公取委によると、福岡ダイハツ販売は、顧客から請け負った自動車の鈑金塗装などの修理業務について、個人や資本金1000万円以下の法人たる下請事業者24名に委託していた。
同社は遅くとも2022年(令和4年)8月から2025年(令和7年)4月までの間、自社が請け負う自動車修理の顧客に対し代車として貸し出すため、下請事業者76台の自動車を自己のために無償で提供させていた。この行為は、下請法第4条第2項第3号に規定される「不当な経済上の利益の提供要請」に該当し、下請事業者の利益を不当に害するものだ。

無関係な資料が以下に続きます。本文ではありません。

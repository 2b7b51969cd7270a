//! User-configured cleanup rules and the engine that applies them.
//!
//! Rules come in two variants: stall rules fire on torrents that stopped
//! making progress, slow rules on torrents downloading below a speed or
//! above a time threshold. Each rule is scoped by privacy type and a
//! completion-percentage range; the manager selects at most one rule per
//! snapshot and the evaluator turns it into a strike or reset.

pub mod evaluator;
pub mod manager;
pub mod validator;

pub use evaluator::RuleEvaluator;
pub use manager::{select_slow_rule, select_stall_rule};
pub use validator::{
    CoverageGap, RuleConflict, ValidationOutcome, find_coverage_gaps, validate_intervals,
    validate_rule_set,
};

use serde::{Deserialize, Serialize};

use crate::bytesize::deserialize_opt_byte_size;
use crate::torrent::TorrentSnapshot;

/// Privacy scope a rule applies to.
#[derive(Debug, Clone, Copy, Default, PartialEq, Eq, Serialize, Deserialize)]
#[serde(rename_all = "snake_case")]
pub enum PrivacyType {
    /// Public torrents only
    Public,
    /// Private-tracker torrents only
    Private,
    /// Any torrent
    #[default]
    Both,
}

/// One of the two concrete privacy classifications of a torrent.
///
/// Coverage gaps are computed independently per classification; a rule
/// scoped `Both` contributes to each.
#[derive(Debug, Clone, Copy, PartialEq, Eq, Serialize, Deserialize)]
#[serde(rename_all = "snake_case")]
pub enum PrivacyScope {
    Public,
    Private,
}

impl PrivacyType {
    /// Whether a rule with this scope applies to a torrent with the given
    /// privacy flag.
    pub fn applies_to(self, is_private: bool) -> bool {
        match self {
            PrivacyType::Both => true,
            PrivacyType::Private => is_private,
            PrivacyType::Public => !is_private,
        }
    }

    /// Whether this scope contributes coverage to the given classification.
    pub fn covers(self, scope: PrivacyScope) -> bool {
        match self {
            PrivacyType::Both => true,
            PrivacyType::Public => scope == PrivacyScope::Public,
            PrivacyType::Private => scope == PrivacyScope::Private,
        }
    }

    /// Whether two rule scopes can ever apply to the same torrent.
    pub fn intersects(self, other: PrivacyType) -> bool {
        self == PrivacyType::Both || other == PrivacyType::Both || self == other
    }
}

/// Capabilities shared by both rule variants.
///
/// The manager and validator operate through this trait so selection and
/// interval checking are written once for both rule kinds.
pub trait QueueRule {
    /// Stable identity, unique within one rule list.
    fn id(&self) -> u32;

    /// Operator-facing rule name.
    fn name(&self) -> &str;

    /// Disabled rules never match and never participate in validation.
    fn enabled(&self) -> bool;

    /// Privacy scope this rule applies to.
    fn privacy_type(&self) -> PrivacyType;

    /// Inclusive completion-percentage range `(min, max)`.
    fn completion_range(&self) -> (f64, f64);

    /// Strike count at which the torrent is removed.
    fn max_strikes(&self) -> u16;

    /// Whether forward progress clears accumulated strikes.
    fn reset_strikes_on_progress(&self) -> bool;

    /// Mirrored into the removal decision's delete-from-client flag.
    fn delete_private_torrents_from_client(&self) -> bool;

    /// Whether this rule applies to the given snapshot.
    ///
    /// A rule whose range violates `min <= max` matches nothing.
    fn matches(&self, snapshot: &TorrentSnapshot) -> bool {
        let (min, max) = self.completion_range();
        self.enabled()
            && self.privacy_type().applies_to(snapshot.is_private)
            && snapshot.completion_percent >= min
            && snapshot.completion_percent <= max
    }
}

/// Rule for torrents that stopped making forward progress.
#[derive(Debug, Clone, Serialize, Deserialize)]
pub struct StallRule {
    /// Stable identity, unique within the stall rule list
    pub id: u32,
    /// Operator-facing rule name
    pub name: String,
    #[serde(default = "default_enabled")]
    pub enabled: bool,
    /// Strike count at which the torrent is removed
    #[serde(default = "default_max_strikes")]
    pub max_strikes: u16,
    #[serde(default)]
    pub privacy_type: PrivacyType,
    /// Lower bound of the completion range, inclusive
    #[serde(default)]
    pub min_completion_percent: f64,
    /// Upper bound of the completion range, inclusive
    #[serde(default = "default_max_completion")]
    pub max_completion_percent: f64,
    /// Clear strikes when the torrent moves forward again
    #[serde(default)]
    pub reset_strikes_on_progress: bool,
    /// Mirrored into the removal decision's delete-from-client flag
    #[serde(default)]
    pub delete_private_torrents_from_client: bool,
    /// Minimum forward progress per cycle that counts as a reset;
    /// unset means any forward progress qualifies
    #[serde(default, deserialize_with = "deserialize_opt_byte_size")]
    pub minimum_progress: Option<u64>,
}

impl QueueRule for StallRule {
    fn id(&self) -> u32 {
        self.id
    }

    fn name(&self) -> &str {
        &self.name
    }

    fn enabled(&self) -> bool {
        self.enabled
    }

    fn privacy_type(&self) -> PrivacyType {
        self.privacy_type
    }

    fn completion_range(&self) -> (f64, f64) {
        (self.min_completion_percent, self.max_completion_percent)
    }

    fn max_strikes(&self) -> u16 {
        self.max_strikes
    }

    fn reset_strikes_on_progress(&self) -> bool {
        self.reset_strikes_on_progress
    }

    fn delete_private_torrents_from_client(&self) -> bool {
        self.delete_private_torrents_from_client
    }
}

/// Rule for torrents downloading too slowly or with too distant an ETA.
///
/// The configured thresholds decide the subtype: a set `min_speed` makes it
/// a slow-speed rule regardless of `max_time_hours`; otherwise a positive
/// `max_time_hours` makes it a slow-time rule; with neither, the rule
/// matches but never strikes.
#[derive(Debug, Clone, Serialize, Deserialize)]
pub struct SlowRule {
    /// Stable identity, unique within the slow rule list
    pub id: u32,
    /// Operator-facing rule name
    pub name: String,
    #[serde(default = "default_enabled")]
    pub enabled: bool,
    /// Strike count at which the torrent is removed
    #[serde(default = "default_max_strikes")]
    pub max_strikes: u16,
    #[serde(default)]
    pub privacy_type: PrivacyType,
    /// Lower bound of the completion range, inclusive
    #[serde(default)]
    pub min_completion_percent: f64,
    /// Upper bound of the completion range, inclusive
    #[serde(default = "default_max_completion")]
    pub max_completion_percent: f64,
    /// Clear strikes when the torrent recovers past the threshold
    #[serde(default)]
    pub reset_strikes_on_progress: bool,
    /// Mirrored into the removal decision's delete-from-client flag
    #[serde(default)]
    pub delete_private_torrents_from_client: bool,
    /// Download speed below this strikes the torrent
    #[serde(default, deserialize_with = "deserialize_opt_byte_size")]
    pub min_speed: Option<u64>,
    /// ETA above this many hours strikes the torrent; 0 means unset
    #[serde(default)]
    pub max_time_hours: f64,
    /// Torrents larger than this are never matched by this rule
    #[serde(default, deserialize_with = "deserialize_opt_byte_size")]
    pub ignore_above_size: Option<u64>,
}

impl QueueRule for SlowRule {
    fn id(&self) -> u32 {
        self.id
    }

    fn name(&self) -> &str {
        &self.name
    }

    fn enabled(&self) -> bool {
        self.enabled
    }

    fn privacy_type(&self) -> PrivacyType {
        self.privacy_type
    }

    fn completion_range(&self) -> (f64, f64) {
        (self.min_completion_percent, self.max_completion_percent)
    }

    fn max_strikes(&self) -> u16 {
        self.max_strikes
    }

    fn reset_strikes_on_progress(&self) -> bool {
        self.reset_strikes_on_progress
    }

    fn delete_private_torrents_from_client(&self) -> bool {
        self.delete_private_torrents_from_client
    }

    fn matches(&self, snapshot: &TorrentSnapshot) -> bool {
        let (min, max) = self.completion_range();
        let within_size = self
            .ignore_above_size
            .is_none_or(|limit| snapshot.size_bytes <= limit);
        self.enabled
            && self.privacy_type.applies_to(snapshot.is_private)
            && snapshot.completion_percent >= min
            && snapshot.completion_percent <= max
            && within_size
    }
}

/// The active rule configuration: stall and slow rules as independent pools.
#[derive(Debug, Clone, Default, Serialize, Deserialize)]
pub struct RuleSet {
    #[serde(default)]
    pub stall_rules: Vec<StallRule>,
    #[serde(default)]
    pub slow_rules: Vec<SlowRule>,
}

fn default_enabled() -> bool {
    true
}

fn default_max_strikes() -> u16 {
    3
}

fn default_max_completion() -> f64 {
    100.0
}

下請事業者が被った不利益の額は、リース料金、各種保険料、自動車税、償却費などを含め、総額1,739万5,598円に上る。
同社は公取委の勧告を受け、2025年9月25日までに、この不利益相当額全額を下請事業者に支払っている。代車の無償提供に関する勧告は、全国で2例目とされる。
公取委は、福岡ダイハツ販売に対し、以下の措置を講じるよう勧告した。
- 今回のような行為が下請法違反であることを取締役会の決議で確認し、今後、下請事業者の利益を不当に害さないこと。
- 下請法違反行為の再発防止に向け、自社の営業担当者などに対する下請法の研修を行うなど、社内体制の整備に必要な措置を講じること。
- 上記措置および不利益相当額の支払いについて、役員・従業員への周知徹底と、取引先下請事業者への通知を行うこと。
ダイハツグループは、今回の勧告について重く受け止め、再発防止に向けた取り組みを進める方針を示している。